Usage
bcpmeta.model(X, meta, iter = 10000, thin = 10, trend = TRUE, EB = TRUE, mu0 = NULL, nu0 = 5, a1 = 1, a2 = 1, b1 = 19, b2 = 3, phi.lower = -0.99, phi.upper = 0.99, start.eta = NULL, track.time = TRUE, show.summary = TRUE, start.year = 1, meta.year = FALSE)
Arguments
X
a numerical vector. Observed time series.
meta
metadata.
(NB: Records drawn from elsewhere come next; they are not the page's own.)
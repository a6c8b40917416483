/*++

Licensed under the Apache-2.0 license.

File Name:

    rc4.rs

Abstract:

    File contains implementation of the RC4 stream cipher. Key lengths are
    only known at run time, so this does not go through the typenum-keyed
    RustCrypto cipher traits.

--*/

use chaos_error::{ChaosError, ChaosResult};

pub struct Rc4 {
    state: [u8; 256],
    i: u8,
    j: u8,
}

impl Rc4 {
    /// Run the key schedule
    ///
    /// # Arguments
    ///
    /// * `key` - 1 to 256 key bytes
    pub fn new(key: &[u8]) -> ChaosResult<Self> {
        if key.is_empty() || key.len() > 256 {
            return Err(ChaosError::CRYPTO_INVALID_KEY);
        }
        let mut state = [0u8; 256];
        for (i, s) in state.iter_mut().enumerate() {
            *s = i as u8;
        }
        let mut j = 0u8;
        for i in 0..256 {
            j = j.wrapping_add(state[i]).wrapping_add(key[i % key.len()]);
            state.swap(i, j as usize);
        }
        Ok(Self { state, i: 0, j: 0 })
    }

    /// XOR the keystream into `data`; encryption and decryption are the same
    pub fn apply_keystream(&mut self, data: &mut [u8]) {
        for byte in data {
            self.i = self.i.wrapping_add(1);
            self.j = self.j.wrapping_add(self.state[self.i as usize]);
            self.state.swap(self.i as usize, self.j as usize);
            let idx = self.state[self.i as usize].wrapping_add(self.state[self.j as usize]);
            *byte ^= self.state[idx as usize];
        }
    }
}
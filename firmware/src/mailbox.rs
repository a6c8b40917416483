/*++

Licensed under the Apache-2.0 license.

File Name:

    mailbox.rs

Abstract:

    File contains the device side of the command and response rings.

--*/

use crate::{Dispatcher, Fatal, Syscalls};
use chaos_api::mailbox::{MAILBOX_CMD_SIZE, MAILBOX_RSP_SIZE};
use chaos_api::{Csr, MailboxCmd, MailboxRsp, RingGeometry};
use chaos_emu_bus::{Bus, CsrBlock};
use chaos_error::ChaosError;

fn slot_offset(base: u64, slot: u64, entry_size: usize) -> Result<usize, Fatal> {
    slot.checked_mul(entry_size as u64)
        .and_then(|off| off.checked_add(base))
        .and_then(|off| usize::try_from(off).ok())
        .ok_or(Fatal(ChaosError::FIRMWARE_BUFFER_OUT_OF_BOUNDS))
}

/// Take the command at `cmd_head`, if any, and advance `cmd_head`
pub fn poll_next_command<B: Bus>(csr: &CsrBlock, dram: &B) -> Result<Option<MailboxCmd>, Fatal> {
    let ring = RingGeometry::new(csr.read(Csr::CmdqSize))?;
    let head = csr.read(Csr::CmdHead);
    let tail = csr.read(Csr::CmdTail);
    if ring.is_empty(head, tail) {
        return Ok(None);
    }
    let offset = slot_offset(csr.read(Csr::CmdqAddr), ring.slot(head), MAILBOX_CMD_SIZE)?;
    let cmd = dram.read_obj(offset)?;
    csr.write(Csr::CmdHead, ring.advance(head));
    Ok(Some(cmd))
}

/// Write `rsp` at `rsp_tail` and advance `rsp_tail`
pub fn push_response<B: Bus>(csr: &CsrBlock, dram: &B, rsp: &MailboxRsp) -> Result<(), Fatal> {
    let ring = RingGeometry::new(csr.read(Csr::RspqSize))?;
    let tail = csr.read(Csr::RspTail);
    let offset = slot_offset(csr.read(Csr::RspqAddr), ring.slot(tail), MAILBOX_RSP_SIZE)?;
    dram.write_obj(offset, rsp)?;
    csr.write(Csr::RspTail, ring.advance(tail));
    Ok(())
}

/// Service at most one command
///
/// # Returns
///
/// * `Fatal` - The command could not be executed; no response is pushed
pub fn handle_mailbox<S: Syscalls, B: Bus>(
    csr: &CsrBlock,
    dispatcher: &Dispatcher<S, B>,
) -> Result<(), Fatal> {
    let Some(cmd) = poll_next_command(csr, dispatcher.dram())? else {
        return Ok(());
    };
    let retval = dispatcher.handle_command(&cmd)?;
    push_response(
        csr,
        dispatcher.dram(),
        &MailboxRsp {
            seq: cmd.seq,
            retval,
        },
    )
}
Either a vector of 0-1 indicators of the same length as X
,
or a numerical vector of the time indice of the metadata times.
iter
total number of iterations of MCMC.
thin
thinning; save one iteration in every thin
number of iterations.
trend
logical indicating whether to allow the linear trend component.
EB
logical indicating whether to use the empirical Bayes method
for sigma^2 and phi.
mu0
prior mean of regime-wise means mu_j.
If NULL
, set to the default value mean(X)
.
nu0
constant factor in prior variance of regim-wise means mu_j.
a1
the first parameter in the Beta-Binomial prior of non-metadata times.
a2
the first parameter in the Beta-Binomial prior of metadata times.
b1
the second parameter in the Beta-Binomial prior of non-metadata times.
b2
the second parameter in the Beta-Binomial prior of metadata times.
phi.lower
lower bound of the range of phi
phi.upper
upper bound of the range of phi
start.eta
initial value of the changepoint configuration eta
for the MCMC. If NULL
, generated randomly.
track.time
logical indicating whether to show process time.
show.summary
logical indicating whether to show the top 5 configurations.
start.year
year index of the first time point in the series.
meta.year
logical indicating whether meta
is indexed in year,
if it consists of the locations of the metadata times (instead of 0-1 indicators).